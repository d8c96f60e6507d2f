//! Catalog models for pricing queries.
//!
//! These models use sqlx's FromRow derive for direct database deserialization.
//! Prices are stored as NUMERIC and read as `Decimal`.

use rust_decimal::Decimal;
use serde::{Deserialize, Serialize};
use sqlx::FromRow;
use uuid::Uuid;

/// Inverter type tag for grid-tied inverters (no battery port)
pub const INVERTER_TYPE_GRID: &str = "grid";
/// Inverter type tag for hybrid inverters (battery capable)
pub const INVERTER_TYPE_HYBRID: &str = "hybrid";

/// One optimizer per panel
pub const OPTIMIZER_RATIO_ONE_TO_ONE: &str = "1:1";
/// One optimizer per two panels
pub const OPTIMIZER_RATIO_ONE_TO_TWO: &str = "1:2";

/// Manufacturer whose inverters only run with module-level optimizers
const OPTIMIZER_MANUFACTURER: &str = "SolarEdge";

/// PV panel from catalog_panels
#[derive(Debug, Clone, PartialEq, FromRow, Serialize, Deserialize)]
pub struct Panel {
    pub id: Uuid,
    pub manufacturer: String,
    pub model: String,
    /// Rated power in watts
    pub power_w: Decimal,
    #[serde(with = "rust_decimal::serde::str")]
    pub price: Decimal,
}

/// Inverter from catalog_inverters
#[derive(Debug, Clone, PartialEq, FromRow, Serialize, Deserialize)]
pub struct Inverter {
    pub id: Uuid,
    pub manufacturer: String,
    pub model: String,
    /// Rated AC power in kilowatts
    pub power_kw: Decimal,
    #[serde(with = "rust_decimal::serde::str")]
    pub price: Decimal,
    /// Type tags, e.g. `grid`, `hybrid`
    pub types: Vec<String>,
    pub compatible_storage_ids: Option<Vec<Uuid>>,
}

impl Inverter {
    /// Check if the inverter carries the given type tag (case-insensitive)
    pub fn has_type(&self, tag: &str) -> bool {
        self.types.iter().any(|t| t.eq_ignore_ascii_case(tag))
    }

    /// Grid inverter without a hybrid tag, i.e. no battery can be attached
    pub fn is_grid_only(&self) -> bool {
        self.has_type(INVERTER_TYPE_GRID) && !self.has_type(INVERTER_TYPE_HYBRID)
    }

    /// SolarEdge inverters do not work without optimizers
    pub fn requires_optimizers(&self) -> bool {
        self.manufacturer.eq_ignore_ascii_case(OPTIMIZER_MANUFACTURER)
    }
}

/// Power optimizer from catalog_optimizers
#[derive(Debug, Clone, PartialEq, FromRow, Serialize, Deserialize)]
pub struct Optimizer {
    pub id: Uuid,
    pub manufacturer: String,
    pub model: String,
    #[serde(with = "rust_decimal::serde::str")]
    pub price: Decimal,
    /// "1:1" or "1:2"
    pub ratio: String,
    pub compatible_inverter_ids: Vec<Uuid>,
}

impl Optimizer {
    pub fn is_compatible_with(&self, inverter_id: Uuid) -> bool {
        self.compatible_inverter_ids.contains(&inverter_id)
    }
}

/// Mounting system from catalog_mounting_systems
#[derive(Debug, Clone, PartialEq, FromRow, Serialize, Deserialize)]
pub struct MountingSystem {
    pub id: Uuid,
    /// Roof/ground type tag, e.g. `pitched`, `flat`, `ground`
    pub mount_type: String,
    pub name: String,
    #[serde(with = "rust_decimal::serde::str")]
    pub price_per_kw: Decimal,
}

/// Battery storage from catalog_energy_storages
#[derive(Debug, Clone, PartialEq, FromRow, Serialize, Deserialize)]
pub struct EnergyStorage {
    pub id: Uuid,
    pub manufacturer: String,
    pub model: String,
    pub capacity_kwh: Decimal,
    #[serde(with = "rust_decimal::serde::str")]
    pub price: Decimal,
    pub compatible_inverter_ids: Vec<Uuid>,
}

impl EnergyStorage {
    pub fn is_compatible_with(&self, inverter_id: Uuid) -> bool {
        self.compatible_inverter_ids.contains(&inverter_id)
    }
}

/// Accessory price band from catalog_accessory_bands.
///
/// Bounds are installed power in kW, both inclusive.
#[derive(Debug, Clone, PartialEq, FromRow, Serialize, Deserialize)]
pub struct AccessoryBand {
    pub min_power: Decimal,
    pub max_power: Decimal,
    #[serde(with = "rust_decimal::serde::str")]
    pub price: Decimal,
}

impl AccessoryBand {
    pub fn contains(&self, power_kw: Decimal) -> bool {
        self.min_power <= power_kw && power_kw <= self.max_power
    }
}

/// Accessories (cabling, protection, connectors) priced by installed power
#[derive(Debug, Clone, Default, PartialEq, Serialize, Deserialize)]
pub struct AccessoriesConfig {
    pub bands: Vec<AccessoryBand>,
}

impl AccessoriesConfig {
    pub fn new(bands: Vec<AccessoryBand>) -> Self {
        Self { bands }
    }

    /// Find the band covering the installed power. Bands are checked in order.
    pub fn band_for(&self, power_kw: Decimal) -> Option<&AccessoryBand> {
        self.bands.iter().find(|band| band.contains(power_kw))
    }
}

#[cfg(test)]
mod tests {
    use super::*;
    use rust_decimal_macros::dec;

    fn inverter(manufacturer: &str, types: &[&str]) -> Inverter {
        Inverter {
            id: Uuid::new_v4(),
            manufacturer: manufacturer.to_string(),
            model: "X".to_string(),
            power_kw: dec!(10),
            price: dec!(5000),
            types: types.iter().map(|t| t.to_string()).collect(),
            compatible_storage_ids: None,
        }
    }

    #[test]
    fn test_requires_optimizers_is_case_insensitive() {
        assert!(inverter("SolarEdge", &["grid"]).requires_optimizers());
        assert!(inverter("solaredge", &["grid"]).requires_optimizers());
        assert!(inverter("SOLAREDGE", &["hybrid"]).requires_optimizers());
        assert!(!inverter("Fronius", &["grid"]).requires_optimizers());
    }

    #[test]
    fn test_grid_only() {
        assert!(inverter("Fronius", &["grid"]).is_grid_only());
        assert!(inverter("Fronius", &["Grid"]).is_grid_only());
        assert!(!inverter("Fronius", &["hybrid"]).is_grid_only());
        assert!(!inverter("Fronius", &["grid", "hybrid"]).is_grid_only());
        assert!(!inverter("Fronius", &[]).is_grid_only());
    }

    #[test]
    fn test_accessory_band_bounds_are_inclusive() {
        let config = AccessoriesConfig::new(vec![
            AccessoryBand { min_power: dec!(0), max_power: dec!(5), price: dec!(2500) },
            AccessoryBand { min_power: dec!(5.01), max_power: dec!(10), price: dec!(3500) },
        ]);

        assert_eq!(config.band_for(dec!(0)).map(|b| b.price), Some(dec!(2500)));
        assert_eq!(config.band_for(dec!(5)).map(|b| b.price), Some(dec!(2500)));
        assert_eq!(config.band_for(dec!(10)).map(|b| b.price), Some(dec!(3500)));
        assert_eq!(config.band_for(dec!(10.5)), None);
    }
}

● ● ● ●

Using the records above as the source, restate each line verbatim.

repository d8c96f60e6507d2f
//! Catalog models for pricing queries.
//!
//! These models use sqlx's FromRow derive for direct database deserialization.
//! Prices are stored as NUMERIC and read as `Decimal`.

use rust_decimal::Decimal;
use serde::{Deserialize, Serialize};
use sqlx::FromRow;
use uuid::Uuid;

/// Inverter type tag for grid-tied inverters (no battery port)
pub const INVERTER_TYPE_GRID: &str = "grid";
/// Inverter type tag for hybrid inverters (battery capable)
pub const INVERTER_TYPE_HYBRID: &str = "hybrid";

/// One optimizer per panel
pub const OPTIMIZER_RATIO_ONE_TO_ONE: &str = "1:1";
/// One optimizer per two panels
pub const OPTIMIZER_RATIO_ONE_TO_TWO: &str = "1:2";

/// Manufacturer whose inverters only run with module-level optimizers
const OPTIMIZER_MANUFACTURER: &str = "SolarEdge";

/// PV panel from catalog_panels
#[derive(Debug, Clone, PartialEq, FromRow, Serialize, Deserialize)]
pub struct Panel {
    pub id: Uuid,
    pub manufacturer: String,
    pub model: String,
    /// Rated power in watts
    pub power_w: Decimal,
    #[serde(with = "rust_decimal::serde::str")]
    pub price: Decimal,
}

/// Inverter from catalog_inverters
#[derive(Debug, Clone, PartialEq, FromRow, Serialize, Deserialize)]
pub struct Inverter {
    pub id: Uuid,
    pub manufacturer: String,
    pub model: String,
    /// Rated AC power in kilowatts
    pub power_kw: Decimal,
    #[serde(with = "rust_decimal::serde::str")]
    pub price: Decimal,
    /// Type tags, e.g. `grid`, `hybrid`
    pub types: Vec<String>,
    pub compatible_storage_ids: Option<Vec<Uuid>>,
}

impl Inverter {
    /// Check if the inverter carries the given type tag (case-insensitive)
    pub fn has_type(&self, tag: &str) -> bool {
        self.types.iter().any(|t| t.eq_ignore_ascii_case(tag))
    }

    /// Grid inverter without a hybrid tag, i.e. no battery can be attached
    pub fn is_grid_only(&self) -> bool {
        self.has_type(INVERTER_TYPE_GRID) && !self.has_type(INVERTER_TYPE_HYBRID)
    }

    /// SolarEdge inverters do not work without optimizers
    pub fn requires_optimizers(&self) -> bool {
        self.manufacturer.eq_ignore_ascii_case(OPTIMIZER_MANUFACTURER)
    }
}

/// Power optimizer from catalog_optimizers
#[derive(Debug, Clone, PartialEq, FromRow, Serialize, Deserialize)]
pub struct Optimizer {
    pub id: Uuid,
    pub manufacturer: String,
    pub model: String,
    #[serde(with = "rust_decimal::serde::str")]
    pub price: Decimal,
    /// "1:1" or "1:2"
    pub ratio: String,
    pub compatible_inverter_ids: Vec<Uuid>,
}

impl Optimizer {
    pub fn is_compatible_with(&self, inverter_id: Uuid) -> bool {
        self.compatible_inverter_ids.contains(&inverter_id)
    }
}

/// Mounting system from catalog_mounting_systems
#[derive(Debug, Clone, PartialEq, FromRow, Serialize, Deserialize)]
pub struct MountingSystem {
    pub id: Uuid,
    /// Roof/ground type tag, e.g. `pitched`, `flat`, `ground`
    pub mount_type: String,
    pub name: String,
    #[serde(with = "rust_decimal::serde::str")]
    pub price_per_kw: Decimal,
}

/// Battery storage from catalog_energy_storages
#[derive(Debug, Clone, PartialEq, FromRow, Serialize, Deserialize)]
pub struct EnergyStorage {
    pub id: Uuid,
    pub manufacturer: String,
    pub model: String,
    pub capacity_kwh: Decimal,
    #[serde(with = "rust_decimal::serde::str")]
    pub price: Decimal,
    pub compatible_inverter_ids: Vec<Uuid>,
}

impl EnergyStorage {
    pub fn is_compatible_with(&self, inverter_id: Uuid) -> bool {
        self.compatible_inverter_ids.contains(&inverter_id)
    }
}

/// Accessory price band from catalog_accessory_bands.
///
/// Bounds are installed power in kW, both inclusive.
#[derive(Debug, Clone, PartialEq, FromRow, Serialize, Deserialize)]
pub struct AccessoryBand {
    pub min_power: Decimal,
    pub max_power: Decimal,
    #[serde(with = "rust_decimal::serde::str")]
    pub price: Decimal,
}

impl AccessoryBand {
    pub fn contains(&self, power_kw: Decimal) -> bool {
        self.min_power <= power_kw && power_kw <= self.max_power
    }
}

/// Accessories (cabling, protection, connectors) priced by installed power
#[derive(Debug, Clone, Default, PartialEq, Serialize, Deserialize)]
pub struct AccessoriesConfig {
    pub bands: Vec<AccessoryBand>,
}

impl AccessoriesConfig {
    pub fn new(bands: Vec<AccessoryBand>) -> Self {
        Self { bands }
    }

    /// Find the band covering the installed power. Bands are checked in order.
    pub fn band_for(&self, power_kw: Decimal) -> Option<&AccessoryBand> {
        self.bands.iter().find(|band| band.contains(power_kw))
    }
}

#[cfg(test)]
mod tests {
    use super::*;
    use rust_decimal_macros::dec;

    fn inverter(manufacturer: &str, types: &[&str]) -> Inverter {
        Inverter {
            id: Uuid::new_v4(),
            manufacturer: manufacturer.to_string(),
            model: "X".to_string(),
            power_kw: dec!(10),
            price: dec!(5000),
            types: types.iter().map(|t| t.to_string()).collect(),
            compatible_storage_ids: None,
        }
    }

    #[test]
    fn test_requires_optimizers_is_case_insensitive() {
        assert!(inverter("SolarEdge", &["grid"]).requires_optimizers());
        assert!(inverter("solaredge", &["grid"]).requires_optimizers());
        assert!(inverter("SOLAREDGE", &["hybrid"]).requires_optimizers());
        assert!(!inverter("Fronius", &["grid"]).requires_optimizers());
    }

    #[test]
    fn test_grid_only() {
        assert!(inverter("Fronius", &["grid"]).is_grid_only());
        assert!(inverter("Fronius", &["Grid"]).is_grid_only());
        assert!(!inverter("Fronius", &["hybrid"]).is_grid_only());
        assert!(!inverter("Fronius", &["grid", "hybrid"]).is_grid_only());
        assert!(!inverter("Fronius", &[]).is_grid_only());
    }

    #[test]
    fn test_accessory_band_bounds_are_inclusive() {
        let config = AccessoriesConfig::new(vec![
            AccessoryBand { min_power: dec!(0), max_power: dec!(5), price: dec!(2500) },
            AccessoryBand { min_power: dec!(5.01), max_power: dec!(10), price: dec!(3500) },
        ]);

        assert_eq!(config.band_for(dec!(0)).map(|b| b.price), Some(dec!(2500)));
        assert_eq!(config.band_for(dec!(5)).map(|b| b.price), Some(dec!(2500)));
        assert_eq!(config.band_for(dec!(10)).map(|b| b.price), Some(dec!(3500)));
        assert_eq!(config.band_for(dec!(10.5)), None);
    }
}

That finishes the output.